You didn’t know it, but y’all saved us.
That got us out of an bad situation and bought us enough time for
another church to help set us up with the house that we’re currently living
in. Y’all are my guardian angels.” That, brothers and sisters, is the very kind
of moment of which San Juan de la Cruz spoke.
A mother in need, seeking shelter for her children. Sound familiar?
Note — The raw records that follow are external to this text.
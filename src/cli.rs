use clap::Parser;
use std::path::PathBuf;

use crate::artifact::ArtifactSelection;
use crate::error_reporter::VerbosityLevel;
use crate::output::OutputFormat;

/// Validate XML documents against schemas resolved through OASIS XML catalogs
#[derive(Parser, Debug, Clone)]
#[command(name = "catalog-validate")]
#[command(
    about = "Validate XML documents against schemas resolved through OASIS XML catalogs, never the network"
)]
#[command(version)]
pub struct Cli {
    /// Directory scanned for target documents
    #[arg(help = "Base directory of the documents to validate")]
    pub base_dir: PathBuf,

    /// Use this directory as the only catalog root
    #[arg(long = "catalog-dir")]
    pub catalog_dir: Option<PathBuf>,

    /// Schema artifact version
    #[arg(long = "schema-version")]
    pub schema_version: Option<String>,

    /// Directory holding unpacked artifacts as catalog-<version>
    #[arg(long = "schemas-dir")]
    pub schemas_dir: Option<PathBuf>,

    /// Unpacked artifact directory, replacing <schemas-dir>/catalog-<version>
    #[arg(long = "unpack-dir")]
    pub unpack_dir: Option<PathBuf>,

    /// How catalogs are located in the artifact
    #[arg(long = "selection", value_enum)]
    pub selection: Option<ArtifactSelection>,

    /// Declared schema dependency (group:artifact:version)
    #[arg(long = "dependency", action = clap::ArgAction::Append)]
    pub dependencies: Vec<String>,

    /// Include pattern over group:artifact of declared dependencies
    #[arg(long = "dependency-include", action = clap::ArgAction::Append)]
    pub dependency_includes: Vec<String>,

    /// Exclude pattern over group:artifact of declared dependencies
    #[arg(long = "dependency-exclude", action = clap::ArgAction::Append)]
    pub dependency_excludes: Vec<String>,

    /// Let system entries win over public entries in entity lookups
    #[arg(long = "prefer-system")]
    pub prefer_system: bool,

    /// Include file patterns (glob syntax, relative to the base directory)
    #[arg(long = "include", action = clap::ArgAction::Append)]
    pub include_patterns: Vec<String>,

    /// Exclude file patterns (glob syntax, relative to the base directory)
    #[arg(long = "exclude", action = clap::ArgAction::Append)]
    pub exclude_patterns: Vec<String>,

    /// Maximum directory depth below the base directory
    #[arg(long = "max-depth")]
    pub max_depth: Option<usize>,

    /// Descend into symlinked directories and validate symlinked files
    #[arg(long = "follow-symlinks")]
    pub follow_symlinks: bool,

    /// Configuration file (TOML or JSON)
    #[arg(short = 'c', long = "config")]
    pub config: Option<PathBuf>,

    /// Report format
    #[arg(short = 'f', long = "format", value_enum)]
    pub output_format: Option<OutputFormat>,

    /// Enable verbose output
    #[arg(short = 'v', long = "verbose", help = "Enable verbose output")]
    pub verbose: bool,

    /// Enable quiet mode (errors only)
    #[arg(
        short = 'q',
        long = "quiet",
        help = "Quiet mode",
        conflicts_with = "verbose"
    )]
    pub quiet: bool,

    /// Skip validation entirely
    #[arg(long = "skip")]
    pub skip: bool,
}

impl Cli {
    pub fn parse_args() -> Self {
        Self::parse()
    }

    pub fn verbosity(&self) -> VerbosityLevel {
        if self.quiet {
            VerbosityLevel::Quiet
        } else if self.verbose {
            VerbosityLevel::Verbose
        } else {
            VerbosityLevel::Normal
        }
    }

    pub fn validate(&self) -> Result<(), String> {
        if !self.base_dir.is_dir() {
            return Err(format!(
                "Base directory does not exist: {}",
                self.base_dir.display()
            ));
        }
        if let Some(dir) = &self.catalog_dir
            && !dir.is_dir()
        {
            return Err(format!("Catalog directory does not exist: {}", dir.display()));
        }
        Ok(())
    }
}
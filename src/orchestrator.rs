//! One validation run, from catalog loading to the final report
//!
//! A run is a small state machine:
//! `Idle -> CatalogsLoaded -> ValidatorBuilt -> Validating -> Reported`.
//! Each run owns its catalog model, resolver, validator and aggregator, so
//! independent runs can proceed on different threads.

use std::path::{Path, PathBuf};
use std::sync::Arc;

use chrono::{DateTime, Utc};
use serde::Serialize;
use tracing::{debug, info, info_span, warn};
use uuid::Uuid;

use crate::artifact::{CatalogSelection, SchemaArtifactSupplier};
use crate::catalog::CatalogModel;
use crate::error::{Result, ValidationError};
use crate::error_reporter::{ErrorAggregator, ErrorRecord, serialize_records};
use crate::resolver::CatalogResourceResolver;
use crate::validator::{FileValidationResult, ValidatorFactory, XmlValidator};

/// Stage a [`ValidationRun`] has reached
#[derive(Debug, Clone, Copy, PartialEq, Eq)]
pub enum RunState {
    Idle,
    CatalogsLoaded,
    ValidatorBuilt,
    Validating,
    Reported,
}

impl RunState {
    fn name(self) -> &'static str {
        match self {
            RunState::Idle => "idle",
            RunState::CatalogsLoaded => "catalogs loaded",
            RunState::ValidatorBuilt => "validator built",
            RunState::Validating => "validating",
            RunState::Reported => "reported",
        }
    }
}

/// Pass/fail verdict of a completed run
#[derive(Debug, Clone, Copy, PartialEq, Eq, Serialize)]
#[serde(rename_all = "lowercase")]
pub enum RunOutcome {
    Passed,
    Failed,
}

/// A file whose validation stopped on a raised diagnostic
#[derive(Debug, Clone, Serialize)]
pub struct AbortedFile {
    pub path: PathBuf,
    pub reason: String,
}

/// Everything a completed run produced
#[derive(Debug, Clone, Serialize)]
pub struct RunReport {
    pub run_id: Uuid,
    pub started_at: DateTime<Utc>,
    pub finished_at: DateTime<Utc>,
    pub catalogs: Vec<PathBuf>,
    /// Files validated to completion
    pub files: Vec<FileValidationResult>,
    pub aborted_files: Vec<AbortedFile>,
    pub records: Vec<ErrorRecord>,
    pub warning_count: usize,
    pub error_count: usize,
    pub fatal_count: usize,
    pub outcome: RunOutcome,
    /// The records rendered one per line
    pub message: String,
}

impl RunReport {
    pub fn passed(&self) -> bool {
        self.outcome == RunOutcome::Passed
    }

    /// Number of target files seen by the run, aborted ones included
    pub fn total_files(&self) -> usize {
        self.files.len() + self.aborted_files.len()
    }
}

/// A single validation run
pub struct ValidationRun {
    id: Uuid,
    started_at: DateTime<Utc>,
    state: RunState,
    prefer_public: bool,
    catalogs: Vec<PathBuf>,
    catalog: Option<Arc<CatalogModel>>,
    validator: Option<XmlValidator<ErrorAggregator>>,
    files: Vec<FileValidationResult>,
    aborted: Vec<AbortedFile>,
}

impl ValidationRun {
    pub fn new(prefer_public: bool) -> Self {
        Self {
            id: Uuid::new_v4(),
            started_at: Utc::now(),
            state: RunState::Idle,
            prefer_public,
            catalogs: Vec::new(),
            catalog: None,
            validator: None,
            files: Vec::new(),
            aborted: Vec::new(),
        }
    }

    pub fn id(&self) -> Uuid {
        self.id
    }

    pub fn state(&self) -> RunState {
        self.state
    }

    /// Load the catalog model; a malformed or unreadable catalog aborts the run
    pub fn load_catalogs(&mut self, catalogs: &[PathBuf]) -> Result<()> {
        self.expect_state(RunState::Idle)?;
        let _span = info_span!("load_catalogs", run = %self.id).entered();

        let model = CatalogModel::load(catalogs, self.prefer_public)?;
        info!(
            "loaded {} catalog file(s), {} entries",
            model.catalogs().count(),
            model.entries().count()
        );
        self.catalogs = catalogs.to_vec();
        self.catalog = Some(Arc::new(model));
        self.state = RunState::CatalogsLoaded;
        Ok(())
    }

    /// Bind a resolver over the loaded catalogs to a validator with a fresh aggregator
    pub fn build_validator(&mut self) -> Result<()> {
        self.expect_state(RunState::CatalogsLoaded)?;
        let catalog = self.catalog.clone().ok_or(ValidationError::InvalidRunState {
            expected: RunState::CatalogsLoaded.name(),
            actual: self.state.name(),
        })?;

        let resolver = Arc::new(CatalogResourceResolver::new(catalog));
        let factory = ValidatorFactory::new(resolver);
        self.validator = Some(factory.new_validator_with_handler(ErrorAggregator::new()));
        self.state = RunState::ValidatorBuilt;
        Ok(())
    }

    /// Validate target files in order
    ///
    /// A raised diagnostic stops only the current file. Any other error aborts the run.
    pub fn validate_files(&mut self, files: &[PathBuf]) -> Result<()> {
        if self.state != RunState::Validating {
            self.expect_state(RunState::ValidatorBuilt)?;
        }
        self.state = RunState::Validating;
        let _span = info_span!("validate_files", run = %self.id).entered();

        for file in files {
            self.validate_one(file)?;
        }
        Ok(())
    }

    fn validate_one(&mut self, file: &Path) -> Result<()> {
        let validator = self
            .validator
            .as_mut()
            .ok_or(ValidationError::InvalidRunState {
                expected: RunState::ValidatorBuilt.name(),
                actual: RunState::Validating.name(),
            })?;

        match validator.validate(file) {
            Ok(result) => {
                debug!(
                    "{}: {:?} in {:?}",
                    result.path.display(),
                    result.status,
                    result.duration
                );
                self.files.push(result);
                Ok(())
            }
            Err(ValidationError::Raised { file, diagnostic }) => {
                warn!("validation of {} aborted{}", file.display(), diagnostic);
                self.aborted.push(AbortedFile {
                    path: file,
                    reason: diagnostic.message,
                });
                Ok(())
            }
            Err(error) => Err(error),
        }
    }

    /// Produce the report and close the run
    pub fn report(&mut self) -> Result<RunReport> {
        if self.state != RunState::ValidatorBuilt {
            self.expect_state(RunState::Validating)?;
        }
        let aggregator = self
            .validator
            .take()
            .map(XmlValidator::into_handler)
            .unwrap_or_default();

        let outcome = if aggregator.has_failures() {
            RunOutcome::Failed
        } else {
            RunOutcome::Passed
        };
        let records = aggregator.errors();
        let report = RunReport {
            run_id: self.id,
            started_at: self.started_at,
            finished_at: Utc::now(),
            catalogs: std::mem::take(&mut self.catalogs),
            files: std::mem::take(&mut self.files),
            aborted_files: std::mem::take(&mut self.aborted),
            message: serialize_records(&records),
            records,
            warning_count: aggregator.warning_count(),
            error_count: aggregator.error_count(),
            fatal_count: aggregator.fatal_count(),
            outcome,
        };
        self.state = RunState::Reported;

        info!(
            run = %self.id,
            "run {:?}: {} warning(s), {} error(s), {} fatal error(s)",
            report.outcome, report.warning_count, report.error_count, report.fatal_count
        );
        Ok(report)
    }

    fn expect_state(&self, expected: RunState) -> Result<()> {
        if self.state == expected {
            Ok(())
        } else {
            Err(ValidationError::InvalidRunState {
                expected: expected.name(),
                actual: self.state.name(),
            })
        }
    }
}

/// Run every stage over explicit catalog files
pub fn execute(catalogs: &[PathBuf], files: &[PathBuf], prefer_public: bool) -> Result<RunReport> {
    let mut run = ValidationRun::new(prefer_public);
    run.load_catalogs(catalogs)?;
    run.build_validator()?;
    run.validate_files(files)?;
    run.report()
}

/// Select catalogs through the artifact policy, then run every stage
pub fn run_validation(
    selection: &CatalogSelection,
    supplier: &dyn SchemaArtifactSupplier,
    files: &[PathBuf],
    prefer_public: bool,
) -> Result<RunReport> {
    let catalogs = selection.catalog_paths(supplier)?;
    execute(&catalogs, files, prefer_public)
}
If you want, the virgin will come to you,
too.
Another
great author, mystic, and theologian, Thomas Merton, once wrote: “Though it is
a race dedicated to many absurdities and one which makes many terrible
mistakes, yet with all that, God glorified Godself in becoming a member of the
human race.” Merton knew that God’s coming into this world meant something
particularly significant: that everything, every single piece of creation, in
all of its messiness, especially our own often flawed and broken human
condition, had been redeemed by the physical presence of the very One who gave
breath to it all in the first place.
The Incarnation wasn’t neat and tidy, like so many Renaissance paintings
depict it. It was raw, chaotic, and
more than a little disheveled. In other
words, Jesus' birth was just like ours. It serves
as a reminder to us that God is more often found in the mess than in the
tidiness. Our mess. A holy mess. That’s the Incarnation.